“This type of fraudulent activity is significant,” Ragan said. “There are many potential victims, and there are many past and current victims.”
The Microsoft-owned social network boasts 830 million users from over 200 countries.
Because these con artists are not lazy, they may appear highly convincing.
“They are always thinking about different ways to victimize people, victimize companies,” Ragan told the network. “And they spend their time doing their homework, defining their goals and their strategies, and their tools and tactics that they use.”
According to Regan, the FBI has witnessed an increase in investment-related fraud. From January 2021 to March 2022, US cryptocurrency traders lost $575 million due to investment fraud, according to the Federal Trade Commission.

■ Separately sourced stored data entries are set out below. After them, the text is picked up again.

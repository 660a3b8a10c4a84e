//! Checklist validation utilities.

use std::collections::HashSet;
use std::sync::OnceLock;

use regex::Regex;

use crate::checklist::Checklist;
use crate::error::{SpecError, SpecResult};

/// Validation result with details.
#[derive(Debug, Default)]
pub struct ValidationResult {
    pub valid: bool,
    pub errors: Vec<String>,
    pub warnings: Vec<String>,
}

impl ValidationResult {
    pub fn new() -> Self {
        Self {
            valid: true,
            errors: Vec::new(),
            warnings: Vec::new(),
        }
    }

    pub fn add_error(&mut self, message: impl Into<String>) {
        self.valid = false;
        self.errors.push(message.into());
    }

    pub fn add_warning(&mut self, message: impl Into<String>) {
        self.warnings.push(message.into());
    }

    pub fn merge(&mut self, other: ValidationResult) {
        if !other.valid {
            self.valid = false;
        }
        self.errors.extend(other.errors);
        self.warnings.extend(other.warnings);
    }

    /// Convert into an error when invalid.
    pub fn into_result(self) -> SpecResult<()> {
        if self.valid {
            Ok(())
        } else {
            Err(SpecError::ValidationFailed(self.errors.join("; ")))
        }
    }
}

fn hex_color() -> &'static Regex {
    static RE: OnceLock<Regex> = OnceLock::new();
    RE.get_or_init(|| Regex::new(r"^#(?:[0-9a-fA-F]{3}|[0-9a-fA-F]{6})$").expect("valid regex"))
}

/// Validator for checklists.
pub struct ChecklistValidator;

impl ChecklistValidator {
    /// Validate a whole checklist.
    pub fn validate(checklist: &Checklist) -> ValidationResult {
        let mut result = ValidationResult::new();
        result.merge(Self::validate_branding(checklist));
        result.merge(Self::validate_pages(checklist));
        result
    }

    /// Validate brand colours.
    pub fn validate_branding(checklist: &Checklist) -> ValidationResult {
        let mut result = ValidationResult::new();

        for (name, value) in &checklist.branding.colors {
            if !hex_color().is_match(value) {
                result.add_error(format!(
                    "Colour '{}' has invalid value '{}' (expected #rgb or #rrggbb)",
                    name, value
                ));
            }
        }

        if !checklist.branding.colors.contains_key("primary") {
            result.add_warning("No primary colour given; the scaffold default will be used");
        }

        result
    }

    /// Validate pages and their sections.
    pub fn validate_pages(checklist: &Checklist) -> ValidationResult {
        let mut result = ValidationResult::new();

        if checklist.pages.is_empty() {
            result.add_error("Checklist must contain at least one page");
            return result;
        }

        let mut names = HashSet::new();
        let mut paths = HashSet::new();

        for (index, page) in checklist.pages.iter().enumerate() {
            let label = if page.name.trim().is_empty() {
                result.add_error(format!("Page #{} has an empty name", index + 1));
                format!("#{}", index + 1)
            } else {
                page.name.clone()
            };

            if !page.name.trim().is_empty() && !names.insert(page.name.to_lowercase()) {
                result.add_error(format!("Duplicate page name '{}'", page.name));
            }

            if !page.path.starts_with('/') {
                result.add_error(format!(
                    "Page '{}' path '{}' must start with '/'",
                    label, page.path
                ));
            } else if !paths.insert(page.path.as_str()) {
                result.add_error(format!("Duplicate page path '{}'", page.path));
            }

            if page.sections.is_empty() {
                result.add_warning(format!("Page '{}' has no sections", label));
            }

            for (position, section) in page.sections.iter().enumerate() {
                if section.component.trim().is_empty() {
                    result.add_error(format!(
                        "Section {} on page '{}' does not name a component",
                        position + 1,
                        label
                    ));
                }
            }
        }

        result
    }
}

#[cfg(test)]
mod tests {
    use super::*;
    use crate::checklist::{PageSpec, SectionSpec};

    #[test]
    fn test_valid_checklist() {
        let checklist = Checklist::new()
            .with_color("primary", "#6366F1")
            .with_page(PageSpec::new("Home", "/").section(SectionSpec::new("Hero")));
        let result = ChecklistValidator::validate(&checklist);
        assert!(result.valid, "{:?}", result.errors);
        assert!(result.warnings.is_empty());
    }

    #[test]
    fn test_empty_checklist_is_invalid() {
        let result = ChecklistValidator::validate(&Checklist::new());
        assert!(!result.valid);
    }

    #[test]
    fn test_bad_colour_and_paths() {
        let checklist = Checklist::new()
            .with_color("primary", "blue")
            .with_page(PageSpec::new("Home", "/").section(SectionSpec::new("Hero")))
            .with_page(PageSpec::new("About", "about").section(SectionSpec::new("Text")))
            .with_page(PageSpec::new("home", "/").section(SectionSpec::new("")));

        let result = ChecklistValidator::validate(&checklist);
        assert!(!result.valid);
        // bad colour, relative path, duplicate name, duplicate path, empty component
        assert_eq!(result.errors.len(), 5, "{:?}", result.errors);
        assert!(result.into_result().is_err());
    }
}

LinkedIn places an emphasis on business news and connections, which may provide users a false sense of security in the face of typical romance and internet frauds. According to the CNBC study, false accounts frequently pretend to be affiliated with actual and successful businesses or to represent people with “entrepreneurial spirit.”
Oscar Rodriguez, LinkedIn’s head of the trust, privacy, and equity, stated that the number of scammers on the platform is growing.
“Over the last few months, we’ve seen a rise in fraudulent activity happening across the Internet, including here on LinkedIn,” Rodriguez wrote in a blog post-Thursday.
According to the company, it has a track record of proactively eliminating suspicious content and accounts that it believes may lead to fraud. According to a recent company transparency report, LinkedIn will have deleted over 136 million instances of spam and fraudulent content from its site by 2021. Last year, it also eliminated almost 31.6 million bogus accounts.
Rodriguez told CNBC that he would like to see more “proactive education” on the risks of using LinkedIn in the future.